Some would say our relationship love / hatred withcarbohydrates has arrived a little out of hand and makes much more complicated eating than necessary. It's easy to see where our confusion comes from. Carbohydrates, after all, provide us with the primary of our bodyenergy source after their decomposition in glucose or sugar in the blood. On the rocking side, carbohydrates lead to insulin, resulting in a fat from our body. The best way to get a grip on this puzzle of carbohydrates can be to recognize and avoid the worst type of carbohydrates for your body (highly transformed, sweet, refined carbohydrates) and to understand the best and the best times To eat carbohydrates for your health and lifestyle.
We asked for nutritionists and other experts from help. Here's how they identified the worst moments to eat carbohydrates, and for even healthier tips, make sure you check out our list of15 underestimated weight loss tips that actually work.
It depends on your body.
The worst moments to eat carbohydrates will vary from one person to another, so you have to evaluate your body and your lifestyle, says Nutritionist certified Reda Elmarki, CEO ofStrongchap.com. If you do not do itexercise And also having a sedentary work, do not eat high carbohydrates for breakfast, lunch and dinner; Cut carbohydrates from one or two of these meals, he says.
"If you are very active systematically throughout the day, so at any time to have carbohydrates - just do not deal with calories too much," says Elmarki.
The therapist and bodybuilder informs people who are mostly sedentary, but have a workout time set to consume most of the day carbohydrates around this workout.
"But it's not essential," he says. "The body can store glycogen for later use; as long as you use energy at a given moment, everything will be fine."
here is8 side effects of eating too many carbohydrates.
By sitting on the couch looking at the television in the evening.
Do not bash carbohydrates; We need them to get through our day of work, our school day and training, declares the National Academy of Certified Sports Medicine Trainer and Consultant NutritionNatasha Funderburk, Rn, BSN.
"When we can learn to display carbohydrates as a main source of energy, it becomes easier to understand when it is better to eat or avoid them," says Funderburk.
The worst time to eat carbohydrates is when you no longer need energy. For most of us, it's the evening you sit on the couch. "When we have a fuel load to sit in front of the TV, our metabolism is already settling, and our body will end up storing these carbohydrates like fat because it has no use to burn as fuel."

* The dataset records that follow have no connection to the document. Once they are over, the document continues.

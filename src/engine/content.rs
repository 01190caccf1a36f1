use thiserror::Error;

use crate::model::character::Character;
use crate::model::mission::Mission;
use crate::model::scenario::Scenario;

/// Failures of the external content generator. None of them touch game state.
#[derive(Debug, Error)]
pub enum GenerationError {
    /// Network failure or timeout.
    #[error("request failed: {0}")]
    Http(#[from] reqwest::Error),

    #[error("generator answered {status}: {body}")]
    Status { status: u16, body: String },

    #[error("generator returned no completion")]
    EmptyCompletion,

    /// Unparseable JSON or a schema violation.
    #[error("malformed response: {0}")]
    Malformed(String),

    /// Parsed fine but unusable (wrong option count, empty text).
    #[error("unusable content: {0}")]
    InvalidContent(String),

    /// No generator could be set up (e.g. the HTTP client failed to build).
    #[error("content generator unavailable: {0}")]
    Unavailable(String),
}

impl GenerationError {
    pub fn is_retryable(&self) -> bool {
        match self {
            GenerationError::Http(_) | GenerationError::EmptyCompletion => true,
            GenerationError::Status { status, .. } => *status == 429 || *status >= 500,
            GenerationError::Malformed(_)
            | GenerationError::InvalidContent(_)
            | GenerationError::Unavailable(_) => false,
        }
    }
}

/// Produces missions and scenarios. Slow and non-deterministic.
pub trait ContentGenerator: Send {
    fn generate_mission(
        &self,
        character: &Character,
        player_name: &str,
        turn_count: u32,
    ) -> Result<Mission, GenerationError>;

    fn generate_scenario(
        &self,
        character: &Character,
        player_name: &str,
        mission: &Mission,
        suspicion: f64,
        turn_count: u32,
    ) -> Result<Scenario, GenerationError>;
}

/// Stands in when the real generator cannot be built, so every mission
/// request fails cleanly instead of the app refusing to start.
pub struct UnavailableGenerator(pub String);

impl ContentGenerator for UnavailableGenerator {
    fn generate_mission(&self, _: &Character, _: &str, _: u32) -> Result<Mission, GenerationError> {
        Err(GenerationError::Unavailable(self.0.clone()))
    }

    fn generate_scenario(
        &self,
        _: &Character,
        _: &str,
        _: &Mission,
        _: f64,
        _: u32,
    ) -> Result<Scenario, GenerationError> {
        Err(GenerationError::Unavailable(self.0.clone()))
    }
}
pub mod character;
pub mod game_state;
pub mod llm_decode;
pub mod mission;
pub mod outcome;
pub mod scenario;
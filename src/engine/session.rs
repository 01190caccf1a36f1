use thiserror::Error;

use crate::config::RulesConfig;
use crate::engine::content::{ContentGenerator, GenerationError};
use crate::engine::resolver::resolve;
use crate::model::character::Character;
use crate::model::game_state::GameState;
use crate::model::mission::Mission;
use crate::model::outcome::TurnOutcome;
use crate::model::scenario::Scenario;

#[derive(Debug, Error)]
pub enum SessionError {
    #[error("the game has not started")]
    NotStarted,

    #[error("the game is over; restart to play again")]
    GameOver,

    #[error("a mission is already being prepared")]
    Busy,

    #[error("finish the current mission first")]
    MissionActive,

    #[error("there is no active mission")]
    NoActiveMission,

    #[error("the mission has no scenario")]
    NoScenario,

    #[error("option {0} does not exist")]
    InvalidOption(usize),

    #[error("enter a player name")]
    MissingPlayerName,

    #[error("unknown character '{0}'")]
    UnknownCharacter(String),

    #[error("could not prepare the mission: {0}")]
    Generation(#[from] GenerationError),
}

/// Read-only snapshot handed to the UI.
#[derive(Debug, Clone, PartialEq)]
pub struct SessionView {
    pub state: GameState,
    pub scenario: Option<Scenario>,
    pub last_error: Option<String>,
    pub is_climax: bool,
    pub danger_warning: bool,
}

/// Holds one player's game between turns and sequences the generator calls.
pub struct Session {
    state: GameState,
    scenario: Option<Scenario>,

    /// Held for the duration of `start_mission`. `&mut self` already rules
    /// out overlap, so this is only a guard and never shows in a snapshot.
    /// Clients see in-flight requests through `EngineResponse::Busy`.
    busy: bool,
    last_error: Option<String>,
    rules: RulesConfig,
}

impl Session {
    pub fn new(rules: RulesConfig) -> Self {
        Self {
            state: GameState::default(),
            scenario: None,
            busy: false,
            last_error: None,
            rules,
        }
    }

    pub fn state(&self) -> &GameState {
        &self.state
    }

    pub fn scenario(&self) -> Option<&Scenario> {
        self.scenario.as_ref()
    }

    pub fn is_busy(&self) -> bool {
        self.busy
    }

    pub fn view(&self) -> SessionView {
        SessionView {
            state: self.state.clone(),
            scenario: self.scenario().cloned(),
            last_error: self.last_error.clone(),
            is_climax: self.state.is_climax(self.rules.climax_threshold),
            danger_warning: !self.state.is_over
                && self.state.suspicion > self.rules.danger_warning_threshold,
        }
    }

    /// Pick a name and a character and enter the school.
    pub fn select(&mut self, player_name: &str, character_id: &str) -> Result<(), SessionError> {
        let name = player_name.trim();
        if name.is_empty() {
            return Err(SessionError::MissingPlayerName);
        }
        if Character::find(character_id).is_none() {
            return Err(SessionError::UnknownCharacter(character_id.to_string()));
        }

        self.state.player_name = name.to_string();
        self.state.character_id = character_id.to_string();
        self.state.has_started = true;
        self.last_error = None;
        log::info!("{} starts as {}", name, character_id);
        Ok(())
    }

    fn check_can_request(&self) -> Result<&'static Character, SessionError> {
        if self.is_busy() {
            return Err(SessionError::Busy);
        }
        if !self.state.has_started {
            return Err(SessionError::NotStarted);
        }
        if self.state.is_over {
            return Err(SessionError::GameOver);
        }
        if self.state.active_mission.is_some() {
            return Err(SessionError::MissionActive);
        }
        Character::find(&self.state.character_id)
            .ok_or_else(|| SessionError::UnknownCharacter(self.state.character_id.clone()))
    }

    /// Fetch a mission and then its scenario. Nothing is committed unless
    /// both calls succeed.
    pub fn start_mission(&mut self, generator: &dyn ContentGenerator) -> Result<(), SessionError> {
        let character = self.check_can_request()?;

        self.busy = true;
        self.last_error = None;
        let result = self.fetch(generator, character);
        self.busy = false;

        match result {
            Ok((mission, scenario)) => {
                log::info!("mission #{}: {}", self.state.turn_count + 1, mission.title);
                self.state
                    .push_log(format!("Mission #{}: {}", self.state.turn_count + 1, mission.title));
                self.state.active_mission = Some(mission);
                self.scenario = Some(scenario);
                Ok(())
            }
            Err(e) => {
                log::warn!("mission generation failed: {}", e);
                self.last_error = Some(e.to_string());
                Err(e.into())
            }
        }
    }

    fn fetch(
        &self,
        generator: &dyn ContentGenerator,
        character: &Character,
    ) -> Result<(Mission, Scenario), GenerationError> {
        let name = &self.state.player_name;
        let turn = self.state.turn_count;

        let mission = generator.generate_mission(character, name, turn)?;
        let scenario =
            generator.generate_scenario(character, name, &mission, self.state.suspicion, turn)?;
        Ok((mission, scenario))
    }

    /// Resolve the option at `index` of the current scenario.
    pub fn choose(
        &mut self,
        index: usize,
        roll: impl FnOnce() -> f64,
    ) -> Result<TurnOutcome, SessionError> {
        if self.state.is_over {
            return Err(SessionError::GameOver);
        }
        if self.state.active_mission.is_none() {
            return Err(SessionError::NoActiveMission);
        }
        let scenario = self.scenario.as_ref().ok_or(SessionError::NoScenario)?;
        let option = scenario
            .option(index)
            .ok_or(SessionError::InvalidOption(index))?;

        let resolution =
            resolve(&self.state, option, &self.rules, roll).ok_or(SessionError::NoActiveMission)?;

        log::debug!(
            "turn {} {} (suspicion {:+.1}, reputation {:+.1}): {}",
            self.state.turn_count + 1,
            if resolution.success { "succeeded" } else { "failed" },
            resolution.suspicion_delta,
            resolution.reputation_delta,
            resolution.message
        );
        if resolution.outcome.is_terminal() {
            log::info!("{}: {:?}", self.state.player_name, resolution.outcome);
        }

        self.state = resolution.state;
        self.scenario = None;
        self.last_error = None;
        Ok(resolution.outcome)
    }

    pub fn restart(&mut self) {
        self.state = self.state.restarted();
        self.scenario = None;
        self.busy = false;
        self.last_error = None;
    }
}
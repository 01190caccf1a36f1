mod config;
mod engine;
mod model;
mod ui;

use anyhow::anyhow;
use eframe::egui;

use crate::config::AppConfig;
use crate::engine::content::{ContentGenerator, UnavailableGenerator};
use crate::engine::engine::Engine;
use crate::engine::llm_client::LlmContentGenerator;

fn init_logging() {
    let mut builder = env_logger::Builder::new();
    builder.filter_level(log::LevelFilter::Info);
    // RUST_LOG refines the default.
    builder.parse_default_env();
    builder.init();
}

fn main() -> anyhow::Result<()> {
    init_logging();

    let config = AppConfig::load();
    log::info!("using model '{}' at {}", config.llm.model, config.llm.endpoint);

    let llm = config.llm.clone();
    let rules = config.rules.clone();
    let (cmd_tx, resp_rx, handle) = Engine::spawn(config.rules.clone(), move || {
        match LlmContentGenerator::new(llm, rules) {
            Ok(generator) => Box::new(generator) as Box<dyn ContentGenerator>,
            Err(e) => {
                log::error!("cannot build LLM client: {}", e);
                Box::new(UnavailableGenerator(format!("LLM client: {}", e)))
            }
        }
    });

    let options = eframe::NativeOptions {
        viewport: egui::ViewportBuilder::default()
            .with_title("Murid Bandel 2")
            .with_inner_size([520.0, 820.0]),
        ..Default::default()
    };

    let rules = config.rules.clone();
    let scale = config.ui.scale;
    eframe::run_native(
        "Murid Bandel 2",
        options,
        Box::new(move |_cc| {
            Ok(Box::new(ui::app::GameApp::new(rules, scale, cmd_tx, resp_rx, handle)))
        }),
    )
    .map_err(|e| anyhow!("window error: {}", e))
}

For an inspiration to get out of this sofa, readLaid side effects not to work, according to science.
3 hours before your bedtime.
Be used toLimit carbohydrates Two to three hours before going to bed, counsel Clear Morgie, Rd, a certified diet nutritionist with sprintkitchen.com. "Keep nocturnal snacks with 15 grams of carbohydrates or less," she says.
"[Because] The main carb role in the body is energy and the body will not use energy during rest, carbohydrates are generally stored as fat," says clear.
Specialist in certified Nutrition Dr. Josh AX, DC, founder ofAntique nutrition Expands this advice to include food consumption from 2 to 3 hours before bed to support digestion, metabolic health and sleep improvement.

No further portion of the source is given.